S’entraîner en toute sécurité? Les trois conseils de Tom Teulingkx:

-Vous pouvez solliciter les services d’un entraîneur personnel par l’intermédiaire d’un centre de remise en forme, mais veillez alors à vérifier la formation et l’expérience de ce dernier.

-Optez pour un entraînement varié axé sur trois composantes : le cardio, la stabilité du tronc et la musculation. Et il n’est pas nécessaire de faire du cardio dans un centre de remise en forme: la marche, le football et le vélo constituent d’excellents exercices.
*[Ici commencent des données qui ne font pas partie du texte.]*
//! Scroll-back search
//!
//! Finds the regex match nearest to a cursor position across the combined
//! on-screen and scroll-back text of an emulation. The history is never
//! materialized whole: each half of the wrap-around range is exported in
//! blocks of at most 10 000 lines through the plain-text decoder, and the
//! recorded line-start offsets map match offsets back to (line, column)
//! coordinates.
//!
//! A search is one-shot: `run` scans synchronously and returns a single
//! outcome. Hosts that must not block a UI context run it on a background
//! task and use the [`CancelToken`], which is checked between blocks.

use std::sync::atomic::{AtomicBool, Ordering};
use std::sync::Arc;

use regex::Regex;
use thiserror::Error;

use crate::decoder::PlainTextDecoder;
use crate::emulation::Emulation;

/// Lines exported per block.
const BLOCK_LINES: usize = 10_000;

#[derive(Debug, Error)]
pub enum SearchError {
    /// The pattern is not a valid regular expression. Surfaced as an error
    /// rather than silently reporting no match.
    #[error("invalid search pattern: {0}")]
    InvalidPattern(#[from] regex::Error),
}

#[derive(Clone, Copy, Debug, PartialEq, Eq)]
pub enum SearchDirection {
    Forward,
    Backward,
}

/// Cooperative cancellation flag, checked between blocks.
#[derive(Clone, Default)]
pub struct CancelToken(Arc<AtomicBool>);

impl CancelToken {
    pub fn new() -> Self {
        Self::default()
    }

    pub fn cancel(&self) {
        self.0.store(true, Ordering::Relaxed);
    }

    pub fn is_cancelled(&self) -> bool {
        self.0.load(Ordering::Relaxed)
    }
}

/// Result of one search invocation. Line/column pairs are inclusive on
/// both ends, line numbers counting scroll-back first.
#[derive(Clone, Copy, Debug, PartialEq, Eq)]
pub enum SearchOutcome {
    Match {
        start_line: usize,
        start_column: usize,
        end_line: usize,
        end_column: usize,
    },
    NoMatch,
    Cancelled,
}

/// One-shot regex search over an emulation's screen and scroll-back.
pub struct HistorySearch {
    regex: Regex,
    direction: SearchDirection,
    start_column: usize,
    start_line: usize,
    cancel: CancelToken,
    block_lines: usize,
}

enum ScanResult {
    Found(SearchOutcome),
    NotFound { blocks_scanned: usize },
    Cancelled,
}

impl HistorySearch {
    /// Build a search task. An unparsable pattern is rejected here; an
    /// empty pattern is accepted and reports `NoMatch` without scanning.
    pub fn new(
        pattern: &str,
        direction: SearchDirection,
        start_column: usize,
        start_line: usize,
    ) -> Result<Self, SearchError> {
        Ok(Self {
            regex: Regex::new(pattern)?,
            direction,
            start_column,
            start_line,
            cancel: CancelToken::new(),
            block_lines: BLOCK_LINES,
        })
    }

    /// Token for cancelling this search from another context.
    pub fn cancel_token(&self) -> CancelToken {
        self.cancel.clone()
    }

    /// Scan the emulation and return the single outcome.
    ///
    /// The direction-consistent half of the wrap-around range is scanned
    /// first: forward searches try `[start..end)` before `[0..start]`,
    /// backward searches the reverse.
    pub fn run(&self, emulation: &Emulation) -> SearchOutcome {
        if self.regex.as_str().is_empty() {
            return SearchOutcome::NoMatch;
        }

        let last_line = emulation.line_count().saturating_sub(1);
        let ahead = (self.start_column, self.start_line, None, last_line);
        let behind = (0, 0, Some(self.start_column), self.start_line);

        let halves = match self.direction {
            SearchDirection::Forward => [ahead, behind],
            SearchDirection::Backward => [behind, ahead],
        };

        for (start_column, start_line, end_column, end_line) in halves {
            match self.scan_range(emulation, start_column, start_line, end_column, end_line) {
                ScanResult::Found(outcome) => return outcome,
                ScanResult::Cancelled => return SearchOutcome::Cancelled,
                ScanResult::NotFound { .. } => {}
            }
        }
        SearchOutcome::NoMatch
    }

    /// Scan `start_line..=end_line` block by block. `end_column`, when
    /// set, bounds matches inside the block holding `end_line` (the half
    /// ends at that column).
    fn scan_range(
        &self,
        emulation: &Emulation,
        start_column: usize,
        start_line: usize,
        end_column: Option<usize>,
        end_line: usize,
    ) -> ScanResult {
        if start_line > end_line {
            return ScanResult::NotFound { blocks_scanned: 0 };
        }
        let lines_to_read = end_line - start_line + 1;
        let mut lines_read = 0;
        let mut blocks_scanned = 0;

        loop {
            let block_size = self.block_lines.min(lines_to_read - lines_read);
            if block_size == 0 {
                return ScanResult::NotFound { blocks_scanned };
            }
            if self.cancel.is_cancelled() {
                return ScanResult::Cancelled;
            }

            // Forward walks blocks from the front of the range, backward
            // from the back.
            let block_start = match self.direction {
                SearchDirection::Forward => start_line + lines_read,
                SearchDirection::Backward => (end_line + 1) - lines_read - block_size,
            };
            let block_end = block_start + block_size - 1;

            blocks_scanned += 1;
            let mut decoder = PlainTextDecoder::new();
            decoder.record_line_positions(true);
            decoder.begin();
            emulation.write_to_stream(&mut decoder, block_start, block_end);
            decoder.end();

            let text = decoder.text();
            let positions = decoder.line_positions();
            let decoded_lines = positions.len().saturating_sub(1);

            // The column bounds only apply inside the blocks that hold the
            // half's first and last lines; other blocks are covered whole.
            let from = if block_start == start_line {
                start_column.min(text.len())
            } else {
                0
            };
            let end_position = match end_column {
                Some(column) if block_end == end_line && decoded_lines > 0 => {
                    positions[decoded_lines - 1] + column
                }
                _ => text.len(),
            };

            let found = match self.direction {
                SearchDirection::Forward => self
                    .regex
                    .find_at(text, from)
                    .filter(|m| m.start() < end_position),
                SearchDirection::Backward => {
                    // Matches arrive in ascending order: keep the last one
                    // inside the bounds, stop once past the end bound.
                    // O(matches) per block, unlike the forward early exit.
                    let mut last = None;
                    for m in self.regex.find_iter(text) {
                        if m.start() >= end_position {
                            break;
                        }
                        if m.start() >= from {
                            last = Some(m);
                        }
                    }
                    last
                }
            };

            if let Some(m) = found {
                let match_start = m.start();
                // Inclusive end; an empty match collapses onto its start.
                let match_end = m.end().saturating_sub(1).max(match_start);

                let start_index = line_for_offset(positions, match_start);
                let end_index = line_for_offset(positions, match_end);
                tracing::debug!(match_start, match_end, block_start, "history search hit");

                return ScanResult::Found(SearchOutcome::Match {
                    start_line: block_start + start_index,
                    start_column: match_start - positions[start_index],
                    end_line: block_start + end_index,
                    end_column: match_end - positions[end_index],
                });
            }

            lines_read += block_size;
        }
    }
}

/// Largest recorded line index whose offset is at or before `offset`.
fn line_for_offset(positions: &[usize], offset: usize) -> usize {
    let mut line = 0;
    while line + 1 < positions.len().saturating_sub(1) && positions[line + 1] <= offset {
        line += 1;
    }
    line
}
– Beaucoup de jeunes boivent des boissons protéinées : en principe, vous n’en avez pas besoin et vous pouvez obtenir suffisamment de protéines par l’alimentation, mais les ados y succombent parce qu’elles promettent des résultats rapides. Ne vous contentez pas d’acheter des protéines en poudre en ligne ou à la salle de sport : de nombreux suppléments sont contaminés, c’est-à-dire qu’ils contiennent des produits interdits, souvent des hormones ou des stéroïdes. Surveillez ce qu’ingurgite votre enfant et demandez l’avis d’un médecin. La poudre de protéine pure est celle dite de 6D, que vous pouvez acheter en pharmacie.